El Presidente de Bolivia, Evo Morales, fue obligado a dejar su cargo ayer, cuando el alto mando de las Fuerzas Armadas le “sugirió” que presentara su renuncia.
El llamado de la jefatura castrense tenía como colofón de fondo el amotinamiento de la Policía y la radicalización de las protestas opositoras que elevaron su violencia a niveles extremos: incendios de oficinas públicas, casas de funcionarios, sedes del Movimiento al Socialismo (MAS) y locales de organizaciones afines al gobierno. Además, los ataques a personas con vestimenta y rasgos indígenas, lo cual evidencia la visión racista y colonialista de los grupos de ultraderecha liderados por el principal candidato opositor Carlos Mesa y Luis Camacho, dirigente de las grupos empresariales separatistas de la Provincia de Santa Cruz de la Sierra.

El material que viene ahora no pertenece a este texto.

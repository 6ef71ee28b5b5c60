//! Shared test fixtures for ShiftForge crates.
//!
//! - [`roster`] - Employees and serialized employee records
//! - [`rules`] - Sequence rule tables
//! - [`calendar`] - Horizons and dates
//! - [`config`] - Planner configurations with short time budgets
//!
//! # Usage
//!
//! Add as a dev-dependency in your crate's `Cargo.toml`:
//!
//! ```toml
//! [dev-dependencies]
//! shiftforge-test = { workspace = true }
//! ```
//!
//! Then import the fixtures you need:
//!
//! ```ignore
//! use shiftforge_test::roster::{newsroom_roster, supervisor};
//! use shiftforge_test::rules::no_early_repeat_rules;
//! ```

pub mod calendar;
pub mod config;
pub mod roster;
pub mod rules;

pub use calendar::{date, week_horizon};
pub use config::fast_config;
pub use roster::{employee, newsroom_roster, supervisor};
pub use rules::{no_early_repeat_rules, permissive_rules};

Además del Presidente Morales, también “renunciaron” el vice presidente Álvaro García Linera, ministros/as y otros altos funcionarios/as estatales, incluida Adriana Salvatierra y Víctor Borda, líderes del Senado y la Cámara de Diputados, respectivamente. Las élites oligárquicas bolivianas tienen ahora el control y las fuerzas progresistas que gobernaron durante los últimos catorce años están en desbandada.
Así, la oligarquía boliviana -con sus militares, policías, medios de comunicación (y la omnipresente injerencia estadounidense)- derriban a un gobierno que dignificó a los pueblos indígenas, recuperó los recursos naturales y la soberanía del país, mantuvo un crecimiento económico elogiado hasta por el Fondo Monetario Internacional (FMI) y desarrolló múltiples políticas de inclusión social. En el plano internacional, el gobernante boliviano promovió el reconocimiento de los derechos de la Madre Tierra.

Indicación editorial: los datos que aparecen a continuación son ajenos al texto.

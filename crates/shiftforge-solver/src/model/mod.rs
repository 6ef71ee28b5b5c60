//! Boolean constraint model.
//!
//! A [`Model`] is a set of boolean variables together with:
//! - linear constraints `lower <= sum(coef * x) <= upper` over integer coefficients
//! - clauses: disjunctions of literals
//! - literals fixed at the root
//!
//! The model has no objective; any assignment satisfying every constraint
//! is a solution.

use std::fmt;
use std::ops::Not;

use smallvec::SmallVec;

/// Handle of a boolean decision variable.
#[derive(Debug, Clone, Copy, PartialEq, Eq, PartialOrd, Ord, Hash)]
pub struct BoolVar(u32);

impl BoolVar {
    pub fn index(self) -> usize {
        self.0 as usize
    }

    /// Literal that holds when the variable is true.
    pub fn is_true(self) -> Lit {
        Lit::new(self, true)
    }

    /// Literal that holds when the variable is false.
    pub fn is_false(self) -> Lit {
        Lit::new(self, false)
    }
}

impl fmt::Display for BoolVar {
    fn fmt(&self, f: &mut fmt::Formatter<'_>) -> fmt::Result {
        write!(f, "x{}", self.0)
    }
}

/// A variable together with the value that satisfies it.
#[derive(Debug, Clone, Copy, PartialEq, Eq, Hash)]
pub struct Lit {
    var: BoolVar,
    value: bool,
}

impl Lit {
    pub fn new(var: BoolVar, value: bool) -> Self {
        Self { var, value }
    }

    pub fn var(self) -> BoolVar {
        self.var
    }

    pub fn value(self) -> bool {
        self.value
    }

    /// Whether the literal holds under `values`.
    pub fn holds(self, values: &[bool]) -> bool {
        values[self.var.index()] == self.value
    }
}

impl Not for Lit {
    type Output = Lit;

    fn not(self) -> Lit {
        Lit::new(self.var, !self.value)
    }
}

/// One `coef * var` summand of a linear constraint.
#[derive(Debug, Clone, Copy, PartialEq, Eq)]
pub struct LinearTerm {
    pub var: BoolVar,
    pub coef: i64,
}

/// `lower <= sum(coef * var) <= upper`.
#[derive(Debug, Clone, PartialEq, Eq)]
pub struct LinearConstraint {
    terms: Vec<LinearTerm>,
    lower: i64,
    upper: i64,
}

impl LinearConstraint {
    pub fn terms(&self) -> &[LinearTerm] {
        &self.terms
    }

    pub fn lower(&self) -> i64 {
        self.lower
    }

    pub fn upper(&self) -> i64 {
        self.upper
    }

    /// Value of the left-hand side under `values`.
    pub fn activity(&self, values: &[bool]) -> i64 {
        self.terms
            .iter()
            .filter(|t| values[t.var.index()])
            .map(|t| t.coef)
            .sum()
    }

    pub fn is_satisfied(&self, values: &[bool]) -> bool {
        let activity = self.activity(values);
        self.lower <= activity && activity <= self.upper
    }
}

/// Disjunction of literals. An empty clause can never hold.
#[derive(Debug, Clone, PartialEq, Eq)]
pub struct Clause {
    lits: SmallVec<[Lit; 4]>,
}

impl Clause {
    pub fn lits(&self) -> &[Lit] {
        &self.lits
    }

    pub fn is_satisfied(&self, values: &[bool]) -> bool {
        self.lits.iter().any(|lit| lit.holds(values))
    }
}

/// A constraint of the model.
#[derive(Debug, Clone, PartialEq, Eq)]
pub enum Constraint {
    Linear(LinearConstraint),
    Clause(Clause),
}

impl Constraint {
    pub fn is_satisfied(&self, values: &[bool]) -> bool {
        match self {
            Constraint::Linear(linear) => linear.is_satisfied(values),
            Constraint::Clause(clause) => clause.is_satisfied(values),
        }
    }
}

/// A satisfaction model over boolean variables.
///
/// # Examples
///
/// ```
/// use shiftforge_solver::model::Model;
///
/// let mut model = Model::new();
/// let a = model.new_var();
/// let b = model.new_var();
///
/// model.add_sum_le(&[a, b], 1);
/// model.add_clause([a.is_true(), b.is_true()]);
///
/// assert!(model.is_satisfied_by(&[true, false]));
/// assert!(!model.is_satisfied_by(&[true, true]));
/// assert!(!model.is_satisfied_by(&[false, false]));
/// ```
#[derive(Debug, Clone, Default)]
pub struct Model {
    var_count: u32,
    constraints: Vec<Constraint>,
    fixed: Vec<Lit>,
}

impl Model {
    pub fn new() -> Self {
        Self::default()
    }

    pub fn new_var(&mut self) -> BoolVar {
        let var = BoolVar(self.var_count);
        self.var_count += 1;
        var
    }

    /// Creates `count` consecutive variables and returns the first.
    pub fn new_vars(&mut self, count: usize) -> BoolVar {
        let first = BoolVar(self.var_count);
        self.var_count += count as u32;
        first
    }

    /// Variable handle for a raw index created earlier.
    pub fn var(&self, index: usize) -> BoolVar {
        debug_assert!(index < self.var_count as usize);
        BoolVar(index as u32)
    }

    /// Adds `lower <= sum(coef * var) <= upper`. Zero coefficients are dropped.
    pub fn add_linear(
        &mut self,
        terms: impl IntoIterator<Item = (BoolVar, i64)>,
        lower: i64,
        upper: i64,
    ) -> usize {
        let terms = terms
            .into_iter()
            .filter(|&(_, coef)| coef != 0)
            .map(|(var, coef)| LinearTerm { var, coef })
            .collect();
        self.push(Constraint::Linear(LinearConstraint {
            terms,
            lower,
            upper,
        }))
    }

    /// Adds `sum(vars) == target`.
    pub fn add_sum_eq(&mut self, vars: &[BoolVar], target: i64) -> usize {
        self.add_linear(vars.iter().map(|&v| (v, 1)), target, target)
    }

    /// Adds `sum(vars) <= upper`.
    pub fn add_sum_le(&mut self, vars: &[BoolVar], upper: i64) -> usize {
        self.add_linear(vars.iter().map(|&v| (v, 1)), 0, upper)
    }

    /// Adds the disjunction of `lits`.
    pub fn add_clause(&mut self, lits: impl IntoIterator<Item = Lit>) -> usize {
        self.push(Constraint::Clause(Clause {
            lits: lits.into_iter().collect(),
        }))
    }

    /// Adds `premise => conclusion`.
    pub fn add_implication(&mut self, premise: Lit, conclusion: Lit) -> usize {
        self.add_clause([!premise, conclusion])
    }

    /// Fixes a literal at the root.
    pub fn fix(&mut self, lit: Lit) {
        self.fixed.push(lit);
    }

    pub fn var_count(&self) -> usize {
        self.var_count as usize
    }

    pub fn constraints(&self) -> &[Constraint] {
        &self.constraints
    }

    pub fn constraint_count(&self) -> usize {
        self.constraints.len()
    }

    pub fn linear_count(&self) -> usize {
        self.constraints
            .iter()
            .filter(|c| matches!(c, Constraint::Linear(_)))
            .count()
    }

    pub fn clause_count(&self) -> usize {
        self.constraints
            .iter()
            .filter(|c| matches!(c, Constraint::Clause(_)))
            .count()
    }

    pub fn fixed(&self) -> &[Lit] {
        &self.fixed
    }

    /// Checks a complete assignment against every constraint and fixed literal.
    pub fn is_satisfied_by(&self, values: &[bool]) -> bool {
        values.len() == self.var_count()
            && self.fixed.iter().all(|lit| lit.holds(values))
            && self.constraints.iter().all(|c| c.is_satisfied(values))
    }

    fn push(&mut self, constraint: Constraint) -> usize {
        self.constraints.push(constraint);
        self.constraints.len() - 1
    }
}
//! Activity-ordered branching candidates.

const ABSENT: usize = usize::MAX;

/// Multiplier applied to the bump increment after every conflict, so that
/// recent conflicts weigh more than old ones.
const DECAY: f64 = 0.95;

const RESCALE_LIMIT: f64 = 1e100;

/// Binary max-heap of variable indices keyed by activity.
///
/// Ties break towards the lower index.
#[derive(Debug, Clone, Default)]
pub(super) struct VarHeap {
    activity: Vec<f64>,
    heap: Vec<usize>,
    positions: Vec<usize>,
    increment: f64,
}

impl VarHeap {
    /// Heap holding every variable, keyed by the given initial activities.
    pub(super) fn new(activity: Vec<f64>) -> Self {
        let count = activity.len();
        let mut heap = Self {
            activity,
            heap: Vec::with_capacity(count),
            positions: vec![ABSENT; count],
            increment: 1.0,
        };
        for var in 0..count {
            heap.insert(var);
        }
        heap
    }

    pub(super) fn contains(&self, var: usize) -> bool {
        self.positions.get(var).is_some_and(|&p| p != ABSENT)
    }

    pub(super) fn insert(&mut self, var: usize) {
        if self.contains(var) {
            return;
        }
        self.positions[var] = self.heap.len();
        self.heap.push(var);
        self.sift_up(self.heap.len() - 1);
    }

    /// Removes and returns the most active variable.
    pub(super) fn pop(&mut self) -> Option<usize> {
        let last = self.heap.pop()?;
        if self.heap.is_empty() {
            self.positions[last] = ABSENT;
            return Some(last);
        }
        let top = std::mem::replace(&mut self.heap[0], last);
        self.positions[top] = ABSENT;
        self.positions[last] = 0;
        self.sift_down(0);
        Some(top)
    }

    /// Raises the activity of a variable taking part in a conflict.
    pub(super) fn bump(&mut self, var: usize) {
        self.activity[var] += self.increment;
        if self.activity[var] > RESCALE_LIMIT {
            for activity in &mut self.activity {
                *activity /= RESCALE_LIMIT;
            }
            self.increment /= RESCALE_LIMIT;
        }
        if self.contains(var) {
            self.sift_up(self.positions[var]);
        }
    }

    pub(super) fn decay(&mut self) {
        self.increment /= DECAY;
    }

    fn before(&self, a: usize, b: usize) -> bool {
        let (x, y) = (self.activity[a], self.activity[b]);
        x > y || (x == y && a < b)
    }

    fn sift_up(&mut self, mut pos: usize) {
        let var = self.heap[pos];
        while pos > 0 {
            let parent = (pos - 1) / 2;
            if !self.before(var, self.heap[parent]) {
                break;
            }
            self.heap[pos] = self.heap[parent];
            self.positions[self.heap[pos]] = pos;
            pos = parent;
        }
        self.heap[pos] = var;
        self.positions[var] = pos;
    }

    fn sift_down(&mut self, mut pos: usize) {
        let var = self.heap[pos];
        let len = self.heap.len();
        loop {
            let mut child = 2 * pos + 1;
            if child >= len {
                break;
            }
            if child + 1 < len && self.before(self.heap[child + 1], self.heap[child]) {
                child += 1;
            }
            if !self.before(self.heap[child], var) {
                break;
            }
            self.heap[pos] = self.heap[child];
            self.positions[self.heap[pos]] = pos;
            pos = child;
        }
        self.heap[pos] = var;
        self.positions[var] = pos;
    }
}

Derrotada electoralmente en Argentina, arrinconada por las protestas en Chile y furiosa por la liberación del ex Presidente Lula en Brasil, la derecha continental vio en el políticamente debilitado gobierno boliviano la posibilidad de dar un zarpazo para oxigenar su momentáneo repliegue neoliberal.
Ojalá que el golpe de Estado en Bolivia, además de provocar la generalizada condena de todos los sectores democráticos y las más fraternas expresiones de solidaridad con Evo Morales y el MÁS, también genere una profunda autocrítica y un replanteo en las izquierdas del Continente.
Decimos esto porque la situación de debilidad que facilitó el golpe en Bolivia se debió a incoherencias y errores cometidos por el propio Presidente Morales, los cuales dieron a la derecha argumentos sobre actitudes antidemocráticas, presuntas aspiraciones dictatoriales y -ya a la hora de las elecciones- el supuesto fraude que convenció a las capas medias a sumarse a las protestas golpistas de los grupos pro-oligárquicos.
Las fuerzas progresistas latinoamericanas deben valorar la necesidad de evitar los caudillismos, procurar relevos generacionales y ser consecuentes con los principios democráticos. Ojalá que así sea.
En este espacio editorial reiteramos nuestra enérgica condena al golpe de Estado en Bolivia, rechazamos la violencia, esperamos que la actual crisis política se resuelva por los causes institucionales y que -más temprano que tarde- el proceso de cambio logre restablecerse con nuevos bríos en el hermano país sudamericano.